• Records from a data collection:
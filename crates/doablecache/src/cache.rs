//! DoableCache: whole-collection snapshots over the entity store

use std::fmt;
use std::sync::Arc;

use doablestore::{Entity, EntityStore, Result, Todo, TodoList};
use parking_lot::{Mutex, RwLock};
use tracing::{debug, error, info};

use crate::collection::Collection;
use crate::stats::CacheStats;

/// Why a reload was started, used to label log lines
#[derive(Debug, Clone, Copy, PartialEq, Eq)]
pub enum ReloadTrigger {
    /// Initial load when the watcher starts
    Startup,
    /// A write event under the sync root
    FileChange,
    /// A handler wrote or deleted an entity
    Write,
}

impl fmt::Display for ReloadTrigger {
    fn fmt(&self, f: &mut fmt::Formatter<'_>) -> fmt::Result {
        match self {
            ReloadTrigger::Startup => write!(f, "startup"),
            ReloadTrigger::FileChange => write!(f, "file change"),
            ReloadTrigger::Write => write!(f, "write"),
        }
    }
}

/// Per-collection outcome of [`DoableCache::reload`]
///
/// `Ok` carries the number of entities now cached. On `Err` the previous
/// snapshot, if any, is still being served.
#[derive(Debug)]
pub struct ReloadReport {
    /// Outcome for todos
    pub todos: Result<usize>,
    /// Outcome for lists
    pub lists: Result<usize>,
}

impl ReloadReport {
    /// Both collections were refreshed
    pub fn is_ok(&self) -> bool {
        self.todos.is_ok() && self.lists.is_ok()
    }
}

/// One swappable collection
///
/// `current` is `None` until the first load. `gate` serializes loaders so a
/// slow scan never overwrites a newer one.
struct Slot<E> {
    current: RwLock<Option<Arc<Collection<E>>>>,
    gate: Mutex<()>,
}

impl<E: Entity> Slot<E> {
    fn new() -> Self {
        Self {
            current: RwLock::new(None),
            gate: Mutex::new(()),
        }
    }

    fn peek(&self) -> Option<Arc<Collection<E>>> {
        self.current.read().clone()
    }

    fn install(&self, collection: Arc<Collection<E>>) {
        *self.current.write() = Some(collection);
    }
}

/// Cached view of every todo and list under a sync root
pub struct DoableCache {
    /// Underlying entity files
    store: Arc<EntityStore>,

    /// Todos snapshot
    todos: Slot<Todo>,

    /// Lists snapshot
    lists: Slot<TodoList>,

    /// Cache statistics
    stats: Arc<CacheStats>,
}

impl DoableCache {
    /// Create an unpopulated cache over `store`
    pub fn new(store: Arc<EntityStore>) -> Self {
        Self {
            store,
            todos: Slot::new(),
            lists: Slot::new(),
            stats: Arc::new(CacheStats::new()),
        }
    }

    /// Underlying store
    pub fn store(&self) -> &Arc<EntityStore> {
        &self.store
    }

    /// All todos, loading them from disk on a cold cache
    pub fn todos(&self) -> Result<Arc<Collection<Todo>>> {
        self.get_or_load(&self.todos)
    }

    /// All lists, loading them from disk on a cold cache
    pub fn lists(&self) -> Result<Arc<Collection<TodoList>>> {
        self.get_or_load(&self.lists)
    }

    /// A single cached todo
    pub fn todo(&self, id: &str) -> Result<Option<Todo>> {
        Ok(self.todos()?.get(id).cloned())
    }

    /// A single cached list
    pub fn list(&self, id: &str) -> Result<Option<TodoList>> {
        Ok(self.lists()?.get(id).cloned())
    }

    /// Re-read both collections and replace each snapshot that loaded
    ///
    /// Lists and todos are reloaded independently: a failure on one is
    /// logged and leaves its previous snapshot in place.
    pub fn reload(&self, trigger: ReloadTrigger) -> ReloadReport {
        info!(%trigger, "cache reload started");

        let lists = self.reload_slot(&self.lists, trigger);
        let todos = self.reload_slot(&self.todos, trigger);

        info!(%trigger, "cache reload done");
        debug!(
            hits = self.stats.hits(),
            misses = self.stats.misses(),
            reloads = self.stats.reloads(),
            reload_failures = self.stats.reload_failures(),
            hit_ratio = self.stats.hit_ratio(),
            "cache stats"
        );

        ReloadReport { todos, lists }
    }

    /// Reload after a write made through the API
    pub fn invalidate(&self) -> ReloadReport {
        self.reload(ReloadTrigger::Write)
    }

    /// Whether todos have been loaded at least once
    pub fn todos_populated(&self) -> bool {
        self.todos.current.read().is_some()
    }

    /// Whether lists have been loaded at least once
    pub fn lists_populated(&self) -> bool {
        self.lists.current.read().is_some()
    }

    /// Get cache statistics
    pub fn stats(&self) -> &CacheStats {
        &self.stats
    }

    fn get_or_load<E: Entity>(&self, slot: &Slot<E>) -> Result<Arc<Collection<E>>> {
        if let Some(collection) = slot.peek() {
            self.stats.record_hit();
            return Ok(collection);
        }

        let _gate = slot.gate.lock();

        // Another request may have loaded it while we waited
        if let Some(collection) = slot.peek() {
            self.stats.record_hit();
            return Ok(collection);
        }

        self.stats.record_miss();
        let collection = Arc::new(Collection::new(self.store.read_all::<E>()?));
        slot.install(Arc::clone(&collection));
        info!(kind = %E::KIND, count = collection.len(), "cache populated on miss");

        Ok(collection)
    }

    fn reload_slot<E: Entity>(&self, slot: &Slot<E>, trigger: ReloadTrigger) -> Result<usize> {
        let _gate = slot.gate.lock();

        match self.store.read_all::<E>() {
            Ok(items) => {
                let collection = Arc::new(Collection::new(items));
                let count = collection.len();
                slot.install(collection);
                self.stats.record_reload();
                debug!(kind = %E::KIND, count, %trigger, "collection reloaded");
                Ok(count)
            }
            Err(e) => {
                self.stats.record_reload_failure();
                error!(kind = %E::KIND, %trigger, error = %e, "collection reload failed, keeping previous snapshot");
                Err(e)
            }
        }
    }
}

#[cfg(test)]
mod tests {
    use super::*;
    use std::fs;
    use tempfile::TempDir;

    fn open() -> (TempDir, Arc<EntityStore>, DoableCache) {
        let dir = TempDir::new().unwrap();
        let store = Arc::new(EntityStore::new(dir.path()));
        store.ensure_layout().unwrap();
        let cache = DoableCache::new(Arc::clone(&store));
        (dir, store, cache)
    }

    fn todo(id: &str, title: &str) -> Todo {
        Todo {
            id: id.to_string(),
            title: title.to_string(),
            ..Default::default()
        }
    }

    fn list(id: &str, name: &str) -> TodoList {
        TodoList {
            id: id.to_string(),
            name: name.to_string(),
            ..Default::default()
        }
    }

    #[test]
    fn test_starts_unpopulated() {
        let (_dir, _store, cache) = open();
        assert!(!cache.todos_populated());
        assert!(!cache.lists_populated());
    }

    #[test]
    fn test_populate_on_miss() {
        let (_dir, store, cache) = open();
        store.write_one(&todo("todo-1", "Buy milk")).unwrap();

        let todos = cache.todos().unwrap();
        assert_eq!(todos.len(), 1);
        assert!(cache.todos_populated());
        assert!(!cache.lists_populated());
        assert_eq!(cache.stats().misses(), 1);

        // Second read is served from memory
        cache.todos().unwrap();
        assert_eq!(cache.stats().hits(), 1);
        assert_eq!(cache.stats().misses(), 1);
        assert_eq!(cache.stats().hit_ratio(), 0.5);
    }

    #[test]
    fn test_empty_is_populated() {
        let (_dir, _store, cache) = open();

        assert!(cache.lists().unwrap().is_empty());
        assert!(cache.lists_populated());

        cache.lists().unwrap();
        assert_eq!(cache.stats().misses(), 1);
        assert_eq!(cache.stats().hits(), 1);
    }

    #[test]
    fn test_stale_until_reload() {
        let (_dir, store, cache) = open();
        store.write_one(&todo("todo-1", "first")).unwrap();
        let before = cache.todos().unwrap();

        store.write_one(&todo("todo-1", "second")).unwrap();
        assert_eq!(cache.todo("todo-1").unwrap().unwrap().title, "first");

        let report = cache.reload(ReloadTrigger::FileChange);
        assert!(report.is_ok());
        assert_eq!(cache.todo("todo-1").unwrap().unwrap().title, "second");

        // Earlier snapshots are untouched by the swap
        assert_eq!(before.get("todo-1").unwrap().title, "first");
    }

    #[test]
    fn test_reload_populates_both() {
        let (_dir, store, cache) = open();
        store.write_one(&todo("todo-1", "t")).unwrap();
        store.write_one(&list("list-9", "Groceries")).unwrap();

        let report = cache.reload(ReloadTrigger::Startup);
        assert!(matches!(report.todos, Ok(1)));
        assert!(matches!(report.lists, Ok(1)));
        assert!(cache.todos_populated());
        assert!(cache.lists_populated());
        assert_eq!(cache.stats().reloads(), 2);

        assert_eq!(cache.list("list-9").unwrap().unwrap().name, "Groceries");
        assert!(cache.list("list-0").unwrap().is_none());
        assert_eq!(cache.stats().misses(), 0);
    }

    #[test]
    fn test_failed_reload_is_isolated() {
        let (_dir, store, cache) = open();
        store.write_one(&todo("todo-1", "t")).unwrap();
        store.write_one(&list("list-9", "Groceries")).unwrap();
        cache.reload(ReloadTrigger::Startup);

        fs::write(store.root().join("lists/broken.list"), b"{").unwrap();
        store.write_one(&todo("todo-2", "t")).unwrap();

        let report = cache.invalidate();
        assert!(report.lists.is_err());
        assert!(matches!(report.todos, Ok(2)));
        assert!(!report.is_ok());

        // Stale lists still served
        let lists = cache.lists().unwrap();
        assert_eq!(lists.len(), 1);
        assert_eq!(lists.as_slice()[0].name, "Groceries");
        assert_eq!(cache.todos().unwrap().len(), 2);
        assert_eq!(cache.stats().reload_failures(), 1);
    }

    #[test]
    fn test_failed_reload_on_cold_cache_stays_cold() {
        let (_dir, store, cache) = open();
        fs::write(store.root().join("todos/broken.todo"), b"nope").unwrap();

        let report = cache.reload(ReloadTrigger::Startup);
        assert!(report.todos.is_err());
        assert!(!cache.todos_populated());
        assert!(cache.lists_populated());

        assert!(cache.todos().is_err());
    }

    #[test]
    fn test_concurrent_first_reads() {
        let (_dir, store, cache) = open();
        for i in 0..10 {
            store.write_one(&todo(&format!("todo-{i}"), "t")).unwrap();
        }
        let cache = Arc::new(cache);

        let handles: Vec<_> = (0..8)
            .map(|_| {
                let cache = Arc::clone(&cache);
                std::thread::spawn(move || cache.todos().unwrap().len())
            })
            .collect();

        for handle in handles {
            assert_eq!(handle.join().unwrap(), 10);
        }

        // Loads are coalesced behind the gate
        assert_eq!(cache.stats().misses(), 1);
        assert_eq!(cache.stats().hits(), 7);
    }
}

• TASK DETAILS:
Of the lines above, extract only those from the line with "pub fn todos(&self)" to the line with "through the API", both included, exactly as written.

• EXERCISE SOLUTION:
    pub fn todos(&self) -> Result<Arc<Collection<Todo>>> {
        self.get_or_load(&self.todos)
    }

    /// All lists, loading them from disk on a cold cache
    pub fn lists(&self) -> Result<Arc<Collection<TodoList>>> {
        self.get_or_load(&self.lists)
    }

    /// A single cached todo
    pub fn todo(&self, id: &str) -> Result<Option<Todo>> {
        Ok(self.todos()?.get(id).cloned())
    }

    /// A single cached list
    pub fn list(&self, id: &str) -> Result<Option<TodoList>> {
        Ok(self.lists()?.get(id).cloned())
    }

    /// Re-read both collections and replace each snapshot that loaded
    ///
    /// Lists and todos are reloaded independently: a failure on one is
    /// logged and leaves its previous snapshot in place.
    pub fn reload(&self, trigger: ReloadTrigger) -> ReloadReport {
        info!(%trigger, "cache reload started");

        let lists = self.reload_slot(&self.lists, trigger);
        let todos = self.reload_slot(&self.todos, trigger);

        info!(%trigger, "cache reload done");
        debug!(
            hits = self.stats.hits(),
            misses = self.stats.misses(),
            reloads = self.stats.reloads(),
            reload_failures = self.stats.reload_failures(),
            hit_ratio = self.stats.hit_ratio(),
            "cache stats"
        );

        ReloadReport { todos, lists }
    }

    /// Reload after a write made through the API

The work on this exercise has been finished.